Page images
PDF
EPUB

THE DIET OF WURTEMBURG.

Stuttgardt, 29th July, 1836.

The session of the Diet of Wurtemburg, of January to July 1836, has been principally distinguished by the struggle against the Upper Chamber, (Standesherren Kammer) a struggle in which the Deputies were supported by the government, and which tended to authorize the abolition of the payment of many ancient feudal charges. This discussion was the more difficult of solution, as the constitution only allows to a certain extent the government of Wurtemburg to modify the opinion of the Upper Chamber, by the creation of new peers. However, some concessions have been obtained. As regards other important questions with which the session was occupied, and especially that which regards the press, no result has been arrived at.

This session has had ninety-four sittings, and terminated the 16th July. At this date, the definitive vote on the Budget has occasioned, according to custom, the expression of the motives on which the votes were founded; and these speeches have, to a certain degree, characterized the political colour of the assembly. Nineteen votes were opposed to it. Seventy votes were in favour of the Budget. This is done at Stuttgardt by terminating the votes by no or yes.

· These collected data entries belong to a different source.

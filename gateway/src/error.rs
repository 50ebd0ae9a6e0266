// gateway/src/error.rs
use actix_web::{http::StatusCode, HttpResponse, ResponseError};
use serde_json::json;
use thiserror::Error;

#[derive(Debug, Error)]
pub enum GatewayError {
    #[error("invalid url: {0}")]
    InvalidUrl(#[from] url::ParseError),

    #[error("upstream request failed: {0}")]
    Upstream(#[from] reqwest::Error),

    #[error("failed to read response body: {0}")]
    Body(String),

    #[error("invalid header: {0}")]
    InvalidHeader(String),

    #[error("control channel unavailable: {0}")]
    Control(#[from] actix::MailboxError),
}

impl ResponseError for GatewayError {
    fn status_code(&self) -> StatusCode {
        match self {
            GatewayError::InvalidUrl(_) | GatewayError::InvalidHeader(_) => StatusCode::BAD_REQUEST,
            GatewayError::Upstream(_) | GatewayError::Body(_) => StatusCode::BAD_GATEWAY,
            GatewayError::Control(_) => StatusCode::SERVICE_UNAVAILABLE,
        }
    }

    fn error_response(&self) -> HttpResponse {
        HttpResponse::build(self.status_code()).json(json!({
            "error": self.to_string()
        }))
    }
}
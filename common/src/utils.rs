// Common Crate - utils.rs
use std::str::FromStr;
use tracing::Level;
use tracing::subscriber::SetGlobalDefaultError;
use tracing_subscriber::FmtSubscriber;

/// Stdout subscriber at `level`. Unknown level names fall back to INFO.
pub fn fmt_subscriber(level: &str) -> FmtSubscriber {
    let level = Level::from_str(level).unwrap_or(Level::INFO);

    FmtSubscriber::builder()
        .with_max_level(level)
        .with_target(true)
        .finish()
}

/// Run `f` under a temporary INFO subscriber, for work that logs before the
/// global subscriber can be installed (configuration loading).
pub fn with_bootstrap_tracing<T>(f: impl FnOnce() -> T) -> T {
    tracing::subscriber::with_default(fmt_subscriber("info"), f)
}

/// Setup tracing for the gateway
pub fn setup_tracing(level: &str) -> Result<(), SetGlobalDefaultError> {
    let subscriber = fmt_subscriber(level);
    tracing::subscriber::set_global_default(subscriber)
}

/// Escape a string for use inside a double- or single-quoted HTML attribute.
pub fn escape_html_attr(input: &str) -> String {
    let mut out = String::with_capacity(input.len());
    for ch in input.chars() {
        match ch {
            '&' => out.push_str("&amp;"),
            '"' => out.push_str("&quot;"),
            '\'' => out.push_str("&#39;"),
            '<' => out.push_str("&lt;"),
            '>' => out.push_str("&gt;"),
            _ => out.push(ch),
        }
    }
    out
}

#[cfg(test)]
mod tests {
    use super::*;

    #[test]
    fn test_subscriber_level() {
        use tracing::level_filters::LevelFilter;
        use tracing::Subscriber;

        assert_eq!(fmt_subscriber("debug").max_level_hint(), Some(LevelFilter::DEBUG));
        assert_eq!(fmt_subscriber("nonsense").max_level_hint(), Some(LevelFilter::INFO));
    }

    #[test]
    fn test_bootstrap_tracing_records_config_logs() {
        let (info, debug) = with_bootstrap_tracing(|| {
            (tracing::enabled!(Level::INFO), tracing::enabled!(Level::DEBUG))
        });
        assert!(info);
        assert!(!debug);
    }

    #[test]
    fn test_escape_html_attr() {
        assert_eq!(
            escape_html_attr(r#"{"a":"<b>&'c'"}"#),
            "{&quot;a&quot;:&quot;&lt;b&gt;&amp;&#39;c&#39;&quot;}"
        );
    }

    #[test]
    fn test_escape_leaves_plain_text() {
        assert_eq!(escape_html_attr("plain/text-1"), "plain/text-1");
    }
}
// gateway/src/proxy.rs
//! actix-web adapter: turns server requests into [`InterceptedRequest`]s and
//! handler results back into streamed responses.
use actix_web::http::header::{self, HeaderMap};
use actix_web::http::Method;
use actix_web::{web, HttpRequest, HttpResponse};
use url::Url;

use crate::error::GatewayError;
use crate::fetch::{Destination, FetchResponse, InterceptedRequest, RequestMode, Upstream};
use crate::handler::EmbedHandler;
use crate::upstream::is_hop_by_hop;

pub const SEC_FETCH_MODE: &str = "sec-fetch-mode";
pub const SEC_FETCH_DEST: &str = "sec-fetch-dest";
/// Client issuing the request, set by the bootstrap script
pub const CLIENT_ID_HEADER: &str = "x-bloud-client-id";
/// Client a navigation creates
pub const RESULTING_CLIENT_ID_HEADER: &str = "x-bloud-resulting-client-id";

fn header_str<'a>(headers: &'a HeaderMap, name: &str) -> Option<&'a str> {
    headers
        .get(name)
        .and_then(|v| v.to_str().ok())
        .map(str::trim)
        .filter(|v| !v.is_empty())
}

/// Older browsers omit Fetch Metadata; an HTML GET is treated as a document
/// navigation.
fn infer_mode(method: &Method, headers: &HeaderMap) -> RequestMode {
    if let Some(mode) = header_str(headers, SEC_FETCH_MODE).and_then(RequestMode::parse) {
        return mode;
    }
    let wants_html = header_str(headers, header::ACCEPT.as_str())
        .map(|accept| accept.contains("text/html"))
        .unwrap_or(false);
    if *method == Method::GET && wants_html {
        RequestMode::Navigate
    } else {
        RequestMode::NoCors
    }
}

fn infer_destination(mode: RequestMode, headers: &HeaderMap) -> Destination {
    match header_str(headers, SEC_FETCH_DEST) {
        Some(dest) => Destination::parse(dest),
        None if mode == RequestMode::Navigate => Destination::Document,
        None => Destination::Empty,
    }
}

pub fn intercepted_request(req: &HttpRequest, body: web::Bytes) -> Result<InterceptedRequest, GatewayError> {
    let url = {
        let info = req.connection_info();
        let path = req
            .uri()
            .path_and_query()
            .map(|pq| pq.as_str())
            .unwrap_or("/");
        Url::parse(&format!("{}://{}{}", info.scheme(), info.host(), path))?
    };

    let mut headers = req.headers().clone();
    let mode = infer_mode(req.method(), &headers);
    let destination = infer_destination(mode, &headers);
    let client_id = header_str(&headers, CLIENT_ID_HEADER).map(str::to_string);
    let resulting_client_id = header_str(&headers, RESULTING_CLIENT_ID_HEADER).map(str::to_string);
    headers.remove(CLIENT_ID_HEADER);
    headers.remove(RESULTING_CLIENT_ID_HEADER);

    Ok(InterceptedRequest {
        method: req.method().clone(),
        url,
        headers,
        body,
        mode,
        destination,
        client_id,
        resulting_client_id,
    })
}

pub fn into_http_response(response: FetchResponse) -> HttpResponse {
    let mut builder = HttpResponse::build(response.status);
    for (name, value) in response.headers.iter() {
        if is_hop_by_hop(name.as_str()) || *name == header::CONTENT_LENGTH {
            continue;
        }
        builder.append_header((name.clone(), value.clone()));
    }
    builder.streaming(response.body)
}

/// Default service: every request not claimed by the control endpoints
pub async fn intercept<U: Upstream>(
    req: HttpRequest,
    body: web::Bytes,
    handler: web::Data<EmbedHandler<U>>,
) -> Result<HttpResponse, GatewayError> {
    let request = intercepted_request(&req, body)?;
    tracing::trace!("{} {} ({:?}/{:?})", request.method, request.url, request.mode, request.destination);

    let response = handler.handle(request).await?;
    Ok(into_http_response(response))
}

Two remarkable speeches were delivered, one by the Deputy Schmid, who declared for its adoption because the government had not spontaneously opposed many ameliorations, or abolished abuses, but that doubtless circumstances had impeded it. He insisted on the necessity of maintaining towards foreign powers and the Diet the independence of Wurtemburg. This speech may be inserted in the journals of the country.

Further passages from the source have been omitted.